■ PROVIDED INFORMATION

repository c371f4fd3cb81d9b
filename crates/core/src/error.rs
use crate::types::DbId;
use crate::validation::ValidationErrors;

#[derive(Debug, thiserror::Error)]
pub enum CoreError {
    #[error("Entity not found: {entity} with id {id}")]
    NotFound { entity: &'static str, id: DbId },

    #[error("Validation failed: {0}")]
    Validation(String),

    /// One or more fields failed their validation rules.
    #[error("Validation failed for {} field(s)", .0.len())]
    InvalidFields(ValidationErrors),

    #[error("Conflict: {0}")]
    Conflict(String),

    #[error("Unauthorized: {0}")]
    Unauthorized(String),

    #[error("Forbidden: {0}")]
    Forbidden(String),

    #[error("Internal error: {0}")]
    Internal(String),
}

* * *

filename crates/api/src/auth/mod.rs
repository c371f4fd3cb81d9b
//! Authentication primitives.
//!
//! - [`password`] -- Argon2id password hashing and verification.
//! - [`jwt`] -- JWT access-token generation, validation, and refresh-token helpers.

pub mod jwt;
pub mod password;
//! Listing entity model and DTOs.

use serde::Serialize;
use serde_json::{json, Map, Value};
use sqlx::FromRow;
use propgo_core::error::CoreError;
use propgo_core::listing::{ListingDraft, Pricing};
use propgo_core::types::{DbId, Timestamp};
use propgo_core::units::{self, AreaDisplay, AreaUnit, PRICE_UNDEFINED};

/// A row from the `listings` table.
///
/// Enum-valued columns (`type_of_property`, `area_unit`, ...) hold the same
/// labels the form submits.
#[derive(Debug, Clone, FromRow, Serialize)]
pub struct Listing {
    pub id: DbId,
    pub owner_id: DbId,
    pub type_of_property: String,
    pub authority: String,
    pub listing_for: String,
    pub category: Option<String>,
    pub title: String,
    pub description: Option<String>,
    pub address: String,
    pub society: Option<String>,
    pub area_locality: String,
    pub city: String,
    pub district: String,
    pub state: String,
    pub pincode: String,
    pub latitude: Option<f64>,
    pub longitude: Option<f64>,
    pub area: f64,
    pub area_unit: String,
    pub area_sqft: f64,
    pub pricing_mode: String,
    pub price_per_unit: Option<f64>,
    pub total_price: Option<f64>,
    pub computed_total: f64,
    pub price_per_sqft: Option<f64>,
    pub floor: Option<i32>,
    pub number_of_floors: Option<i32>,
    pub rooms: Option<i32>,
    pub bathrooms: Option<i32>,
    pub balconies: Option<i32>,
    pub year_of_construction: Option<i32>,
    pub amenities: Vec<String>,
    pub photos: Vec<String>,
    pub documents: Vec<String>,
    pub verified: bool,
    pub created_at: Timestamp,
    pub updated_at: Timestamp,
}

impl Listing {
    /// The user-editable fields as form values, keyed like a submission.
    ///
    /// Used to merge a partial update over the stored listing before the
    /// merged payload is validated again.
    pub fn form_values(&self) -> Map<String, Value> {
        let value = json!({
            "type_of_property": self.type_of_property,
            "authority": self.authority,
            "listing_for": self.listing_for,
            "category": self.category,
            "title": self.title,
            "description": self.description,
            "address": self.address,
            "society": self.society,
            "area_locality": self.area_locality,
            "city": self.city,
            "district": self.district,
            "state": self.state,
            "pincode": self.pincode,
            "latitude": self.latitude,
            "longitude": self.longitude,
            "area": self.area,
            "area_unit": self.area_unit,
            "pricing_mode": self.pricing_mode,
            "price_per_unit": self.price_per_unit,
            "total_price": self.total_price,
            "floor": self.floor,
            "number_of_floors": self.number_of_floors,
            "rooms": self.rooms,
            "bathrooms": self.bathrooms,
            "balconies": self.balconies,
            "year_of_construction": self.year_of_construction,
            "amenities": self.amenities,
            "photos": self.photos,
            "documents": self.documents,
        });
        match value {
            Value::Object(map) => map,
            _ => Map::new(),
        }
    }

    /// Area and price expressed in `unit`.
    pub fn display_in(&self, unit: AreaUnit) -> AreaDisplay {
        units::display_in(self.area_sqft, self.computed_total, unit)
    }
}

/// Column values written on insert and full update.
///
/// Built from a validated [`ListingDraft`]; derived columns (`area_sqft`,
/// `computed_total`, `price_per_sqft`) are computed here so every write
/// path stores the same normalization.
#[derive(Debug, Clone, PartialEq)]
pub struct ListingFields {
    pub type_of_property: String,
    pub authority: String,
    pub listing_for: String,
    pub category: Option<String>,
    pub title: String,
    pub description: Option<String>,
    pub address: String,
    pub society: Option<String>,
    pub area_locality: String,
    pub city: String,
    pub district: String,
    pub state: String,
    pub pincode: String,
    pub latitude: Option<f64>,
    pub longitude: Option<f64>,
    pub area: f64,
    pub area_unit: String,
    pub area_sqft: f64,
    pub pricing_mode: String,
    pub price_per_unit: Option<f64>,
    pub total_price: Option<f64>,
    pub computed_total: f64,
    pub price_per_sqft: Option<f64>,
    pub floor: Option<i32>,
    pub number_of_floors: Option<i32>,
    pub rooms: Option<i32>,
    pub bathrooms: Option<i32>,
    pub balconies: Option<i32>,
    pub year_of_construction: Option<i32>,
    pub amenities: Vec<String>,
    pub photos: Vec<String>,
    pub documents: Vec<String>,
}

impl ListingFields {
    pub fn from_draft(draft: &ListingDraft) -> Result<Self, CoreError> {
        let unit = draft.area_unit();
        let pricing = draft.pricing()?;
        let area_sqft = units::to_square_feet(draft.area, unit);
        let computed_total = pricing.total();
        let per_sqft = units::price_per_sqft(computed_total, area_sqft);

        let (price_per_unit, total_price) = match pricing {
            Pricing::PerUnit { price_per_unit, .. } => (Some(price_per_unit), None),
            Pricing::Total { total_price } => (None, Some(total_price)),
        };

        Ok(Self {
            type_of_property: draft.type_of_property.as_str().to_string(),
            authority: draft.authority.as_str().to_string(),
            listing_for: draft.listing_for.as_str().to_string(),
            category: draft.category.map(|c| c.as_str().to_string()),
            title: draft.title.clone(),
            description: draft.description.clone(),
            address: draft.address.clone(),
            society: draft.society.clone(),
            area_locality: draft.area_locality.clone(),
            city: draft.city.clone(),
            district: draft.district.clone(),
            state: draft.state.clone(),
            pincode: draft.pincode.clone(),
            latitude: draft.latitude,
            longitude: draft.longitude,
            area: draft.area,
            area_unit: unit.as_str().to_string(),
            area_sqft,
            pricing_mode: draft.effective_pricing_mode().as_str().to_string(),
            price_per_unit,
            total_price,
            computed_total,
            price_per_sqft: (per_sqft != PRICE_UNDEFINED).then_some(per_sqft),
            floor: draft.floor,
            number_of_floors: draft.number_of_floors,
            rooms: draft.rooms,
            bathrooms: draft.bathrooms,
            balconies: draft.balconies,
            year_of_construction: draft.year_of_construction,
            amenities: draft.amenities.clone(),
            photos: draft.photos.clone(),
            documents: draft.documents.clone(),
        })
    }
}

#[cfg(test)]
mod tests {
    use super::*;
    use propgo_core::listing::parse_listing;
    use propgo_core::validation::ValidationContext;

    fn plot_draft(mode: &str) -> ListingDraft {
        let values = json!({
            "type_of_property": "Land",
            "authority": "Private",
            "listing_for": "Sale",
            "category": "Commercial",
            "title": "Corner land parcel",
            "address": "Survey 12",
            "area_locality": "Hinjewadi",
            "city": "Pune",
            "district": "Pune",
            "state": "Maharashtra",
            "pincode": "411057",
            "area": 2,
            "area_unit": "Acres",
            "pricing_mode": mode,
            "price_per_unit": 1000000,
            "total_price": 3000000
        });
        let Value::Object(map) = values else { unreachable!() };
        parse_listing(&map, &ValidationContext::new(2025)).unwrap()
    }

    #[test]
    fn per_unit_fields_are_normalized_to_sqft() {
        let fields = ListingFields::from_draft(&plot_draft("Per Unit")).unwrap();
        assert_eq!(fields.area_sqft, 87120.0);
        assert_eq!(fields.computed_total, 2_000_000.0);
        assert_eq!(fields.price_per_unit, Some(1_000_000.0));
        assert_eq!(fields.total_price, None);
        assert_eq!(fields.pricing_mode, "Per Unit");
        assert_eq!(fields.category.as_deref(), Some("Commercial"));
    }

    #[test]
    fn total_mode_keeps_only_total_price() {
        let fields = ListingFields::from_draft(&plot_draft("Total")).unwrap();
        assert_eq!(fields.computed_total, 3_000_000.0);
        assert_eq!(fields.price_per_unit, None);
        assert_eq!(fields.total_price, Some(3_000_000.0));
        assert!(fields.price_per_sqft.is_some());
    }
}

--

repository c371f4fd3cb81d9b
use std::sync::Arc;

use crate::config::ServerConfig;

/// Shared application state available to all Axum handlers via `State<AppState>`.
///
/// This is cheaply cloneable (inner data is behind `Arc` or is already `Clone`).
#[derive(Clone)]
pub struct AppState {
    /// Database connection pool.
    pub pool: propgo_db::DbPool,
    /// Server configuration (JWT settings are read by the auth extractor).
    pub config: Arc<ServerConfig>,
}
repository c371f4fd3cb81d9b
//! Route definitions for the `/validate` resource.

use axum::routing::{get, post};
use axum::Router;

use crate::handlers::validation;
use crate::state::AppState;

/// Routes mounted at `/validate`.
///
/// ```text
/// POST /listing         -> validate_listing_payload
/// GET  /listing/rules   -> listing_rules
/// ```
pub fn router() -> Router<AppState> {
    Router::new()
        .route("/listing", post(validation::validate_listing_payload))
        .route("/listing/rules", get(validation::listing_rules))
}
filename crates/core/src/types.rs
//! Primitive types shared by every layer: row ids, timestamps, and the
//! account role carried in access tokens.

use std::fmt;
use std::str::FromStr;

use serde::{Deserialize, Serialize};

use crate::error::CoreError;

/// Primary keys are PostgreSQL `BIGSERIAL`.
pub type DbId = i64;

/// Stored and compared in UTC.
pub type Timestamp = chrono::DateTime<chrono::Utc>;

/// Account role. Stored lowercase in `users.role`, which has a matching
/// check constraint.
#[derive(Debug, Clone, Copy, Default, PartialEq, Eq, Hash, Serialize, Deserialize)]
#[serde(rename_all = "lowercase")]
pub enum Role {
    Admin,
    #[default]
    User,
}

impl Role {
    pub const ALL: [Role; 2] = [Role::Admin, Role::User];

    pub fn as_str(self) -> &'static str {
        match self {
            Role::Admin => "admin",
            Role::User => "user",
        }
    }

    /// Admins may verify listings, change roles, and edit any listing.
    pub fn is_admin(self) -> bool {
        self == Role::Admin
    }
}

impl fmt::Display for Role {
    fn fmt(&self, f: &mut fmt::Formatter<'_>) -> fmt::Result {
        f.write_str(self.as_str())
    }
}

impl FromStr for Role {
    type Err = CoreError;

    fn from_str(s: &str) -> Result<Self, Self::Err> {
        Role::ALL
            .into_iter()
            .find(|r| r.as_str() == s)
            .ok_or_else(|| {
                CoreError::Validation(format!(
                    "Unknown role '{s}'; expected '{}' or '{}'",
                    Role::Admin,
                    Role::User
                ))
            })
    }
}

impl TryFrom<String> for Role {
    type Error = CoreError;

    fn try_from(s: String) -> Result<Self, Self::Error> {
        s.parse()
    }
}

■ ACTIVITY
Give only how many lines above hold "handlers".

■ ANSWER BOX
2